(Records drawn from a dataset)
:::::

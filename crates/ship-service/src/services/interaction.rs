//! Interaction state machine
//!
//! One inbound interaction moves through
//! `Received -> Verified -> Classified -> {ImmediateReply | Deferred ->
//! FollowUpSent} -> Done`. Signature verification (and the `Rejected` path)
//! happens at the API boundary before this service is reached; this module
//! owns classification, dispatch, the admin gate, and the deferred follow-up
//! task.

use std::sync::Arc;

use tracing::{instrument, warn};

use ship_core::value_objects::UserId;
use ship_discord::protocol::{
    Interaction, InteractionResponse, ResponseData, INTERACTION_TYPE_APPLICATION_COMMAND,
    INTERACTION_TYPE_PING,
};

use super::context::ServiceContext;
use super::error::ServiceError;
use super::matchmaking::MatchService;
use super::registry::{self, Command, Strategy};
use super::roster::RosterService;

/// Reply for command names outside the registry
const UNKNOWN_COMMAND_REPLY: &str = "Sorry, I don't recognize that command.";

/// Reply for non-admin invocations of mutating commands
const DENIAL_REPLY: &str = "🚫 You are not allowed to manage ships.";

/// Orchestrates one inbound interaction
#[derive(Clone)]
pub struct InteractionService {
    ctx: Arc<ServiceContext>,
}

impl InteractionService {
    /// Create a new InteractionService
    pub fn new(ctx: Arc<ServiceContext>) -> Self {
        Self { ctx }
    }

    /// Classify a verified interaction and produce its response.
    ///
    /// Handshakes are answered in place; commands are dispatched through the
    /// registry. For deferred commands the returned response is the
    /// placeholder acknowledgment and the content is delivered by a spawned
    /// follow-up task.
    #[instrument(skip(self, interaction), fields(kind = interaction.kind, command = interaction.command_name()))]
    pub async fn handle(&self, interaction: Interaction) -> InteractionResponse {
        match interaction.kind {
            INTERACTION_TYPE_PING => InteractionResponse::pong(),
            INTERACTION_TYPE_APPLICATION_COMMAND => self.dispatch(interaction).await,
            _ => InteractionResponse::channel_message(ResponseData::message(UNKNOWN_COMMAND_REPLY)),
        }
    }

    async fn dispatch(&self, interaction: Interaction) -> InteractionResponse {
        let Some(spec) = interaction.command_name().and_then(registry::find) else {
            return InteractionResponse::channel_message(ResponseData::message(
                UNKNOWN_COMMAND_REPLY,
            ));
        };

        // The single authorization gate: runs before the strategy decision so
        // a denial is an immediate normal response and no handler ever sees
        // an unauthorized mutating call.
        if spec.admin_only && !self.invoked_by_admin(&interaction) {
            return InteractionResponse::channel_message(ResponseData::message(DENIAL_REPLY));
        }

        match spec.strategy {
            Strategy::Deferred => {
                let (Some(application_id), Some(token)) = (
                    interaction.application_id.clone(),
                    interaction.token.clone(),
                ) else {
                    // Nothing to edit later, so answer in place
                    return InteractionResponse::channel_message(
                        self.run(spec.command, &interaction).await,
                    );
                };
                self.spawn_follow_up(spec.command, interaction, application_id, token);
                InteractionResponse::deferred()
            }
            Strategy::Immediate => {
                InteractionResponse::channel_message(self.run(spec.command, &interaction).await)
            }
        }
    }

    fn invoked_by_admin(&self, interaction: &Interaction) -> bool {
        interaction
            .invoker_id()
            .is_some_and(|id| self.ctx.is_admin(&UserId::from(id)))
    }

    /// Run the handler out-of-band and deliver the outcome via a follow-up
    /// edit. The handler's result is already a renderable message whatever
    /// happened, so the caller is never left staring at the placeholder; an
    /// edit failure is logged and not retried.
    fn spawn_follow_up(
        &self,
        command: Command,
        interaction: Interaction,
        application_id: String,
        token: String,
    ) {
        let service = self.clone();
        tokio::spawn(async move {
            let data = service.run(command, &interaction).await;
            if let Err(e) = service
                .ctx
                .platform()
                .edit_original_response(&application_id, &token, &data.to_payload())
                .await
            {
                warn!(error = %e, ?command, "Failed to deliver follow-up response");
            }
        });
    }

    /// Execute a handler, converting every error into user-visible content
    async fn run(&self, command: Command, interaction: &Interaction) -> ResponseData {
        self.execute(command, interaction)
            .await
            .unwrap_or_else(|e| {
                if let ServiceError::Domain(domain) = &e {
                    if domain.is_infrastructure() {
                        warn!(error = %domain, ?command, "Command failed on infrastructure");
                    }
                }
                ResponseData::message(e.user_message())
            })
    }

    async fn execute(
        &self,
        command: Command,
        interaction: &Interaction,
    ) -> Result<ResponseData, ServiceError> {
        let data = interaction
            .data
            .as_ref()
            .ok_or(ServiceError::MissingOption("data"))?;

        match command {
            Command::Ship => MatchService::new(&self.ctx).ship(data).await,
            Command::RandomShip => {
                MatchService::new(&self.ctx)
                    .randomship(interaction.guild_id.as_deref())
                    .await
            }
            Command::ManageShips => RosterService::new(&self.ctx).manage(data).await,
            Command::Support => RosterService::new(&self.ctx).support(data).await,
            Command::EditShipCount => RosterService::new(&self.ctx).set_count(data).await,
            Command::Leaderboard => RosterService::new(&self.ctx).leaderboard().await,
        }
    }
}
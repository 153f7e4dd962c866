//! Identifier newtypes for ships and platform users.
//!
//! Platform user ids are opaque strings handed to us by the webhook payload;
//! ship ids are assigned by the storage backend at creation and double as the
//! insertion-order tiebreaker for rankings.

use serde::{Deserialize, Serialize};
use std::fmt;

/// Opaque platform user identifier.
///
/// Treated as an uninterpreted string: the bot never parses it, only compares
/// it and passes it back to the platform API.
#[derive(Debug, Clone, PartialEq, Eq, PartialOrd, Ord, Hash, Serialize, Deserialize)]
#[serde(transparent)]
pub struct UserId(String);

impl UserId {
    pub fn new(id: impl Into<String>) -> Self {
        Self(id.into())
    }

    #[inline]
    pub fn as_str(&self) -> &str {
        &self.0
    }
}

impl fmt::Display for UserId {
    fn fmt(&self, f: &mut fmt::Formatter<'_>) -> fmt::Result {
        write!(f, "{}", self.0)
    }
}

impl From<String> for UserId {
    fn from(id: String) -> Self {
        Self(id)
    }
}

impl From<&str> for UserId {
    fn from(id: &str) -> Self {
        Self(id.to_string())
    }
}

/// Storage-assigned ship identifier, stable for the record's lifetime.
#[derive(Debug, Clone, Copy, PartialEq, Eq, PartialOrd, Ord, Hash, Default, Serialize, Deserialize)]
#[serde(transparent)]
pub struct ShipId(i64);

impl ShipId {
    #[inline]
    pub const fn new(id: i64) -> Self {
        Self(id)
    }

    #[inline]
    pub const fn into_inner(self) -> i64 {
        self.0
    }
}

impl fmt::Display for ShipId {
    fn fmt(&self, f: &mut fmt::Formatter<'_>) -> fmt::Result {
        write!(f, "{}", self.0)
    }
}

impl From<i64> for ShipId {
    fn from(id: i64) -> Self {
        Self(id)
    }
}

/// Normalize a user pair into a canonical order.
///
/// Every pair lookup goes through this so `(a, b)` and `(b, a)` address the
/// same record regardless of which way the command was invoked.
pub fn canonical_pair<'a>(a: &'a UserId, b: &'a UserId) -> (&'a UserId, &'a UserId) {
    if a <= b {
        (a, b)
    } else {
        (b, a)
    }
}
//! Ship bot webhook server entry point
//!
//! Run with:
//! ```bash
//! cargo run -p ship-api
//! ```
//!
//! Configuration is loaded from environment variables (see `AppConfig`).

use ship_common::{try_init_tracing, AppConfig, Environment, TracingConfig};
use tracing::{error, info};

#[tokio::main]
async fn main() {
    if let Err(e) = run().await {
        error!(error = %e, "Server failed to start");
        std::process::exit(1);
    }
}

async fn run() -> Result<(), Box<dyn std::error::Error>> {
    let config = AppConfig::from_env().map_err(|e| {
        eprintln!("Failed to load configuration: {e}");
        e
    })?;

    // Tracing comes up right after config so every later failure is visible
    let tracing_config = if config.app.env == Environment::Production {
        TracingConfig::production()
    } else {
        TracingConfig::default()
    };
    if let Err(e) = try_init_tracing(tracing_config) {
        eprintln!("Warning: Failed to initialize tracing: {e}");
    }

    info!(
        env = ?config.app.env,
        addr = %config.server.address(),
        backend = config.store.backend_name(),
        "Starting {}",
        config.app.name
    );

    ship_api::run(config).await?;

    Ok(())
}
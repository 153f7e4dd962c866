//! Interactions webhook handler
//!
//! Verification happens against the raw body bytes before any JSON parsing,
//! so the handler takes `Bytes` rather than an extractor that would consume
//! the body first.

use axum::{body::Bytes, extract::State, http::HeaderMap, Json};
use ship_common::AppError;
use ship_discord::protocol::{Interaction, InteractionResponse};

use crate::response::{ApiError, ApiResult};
use crate::state::AppState;

/// Signature header carrying the hex-encoded Ed25519 signature
pub const SIGNATURE_HEADER: &str = "x-signature-ed25519";
/// Signature header carrying the request timestamp
pub const TIMESTAMP_HEADER: &str = "x-signature-timestamp";

/// Receive one interaction
///
/// POST /interactions
pub async fn post_interaction(
    State(state): State<AppState>,
    headers: HeaderMap,
    body: Bytes,
) -> ApiResult<Json<InteractionResponse>> {
    let signature = header_str(&headers, SIGNATURE_HEADER)?;
    let timestamp = header_str(&headers, TIMESTAMP_HEADER)?;

    state
        .verifier()
        .verify(signature, timestamp, &body)
        .map_err(|_| ApiError::from(AppError::InvalidSignature))?;

    let interaction: Interaction = serde_json::from_slice(&body)
        .map_err(|e| ApiError::from(AppError::MalformedPayload(e.to_string())))?;

    let response = state.interactions().handle(interaction).await;
    Ok(Json(response))
}

fn header_str<'a>(headers: &'a HeaderMap, name: &str) -> ApiResult<&'a str> {
    headers
        .get(name)
        .and_then(|v| v.to_str().ok())
        .ok_or_else(|| ApiError::from(AppError::MissingSignatureHeaders))
}
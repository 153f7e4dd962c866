//! Model ↔ entity mappers

mod ship;
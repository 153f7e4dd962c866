//! Redis-backed ship store

mod redis_store;

pub use redis_store::RedisShipStore;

:::::

**Exercise details**
Where a line of the entries above holds the word "ServiceError", return that line.

**Written response**
use super::error::ServiceError;
                if let ServiceError::Domain(domain) = &e {
    ) -> Result<ResponseData, ServiceError> {
            .ok_or(ServiceError::MissingOption("data"))?;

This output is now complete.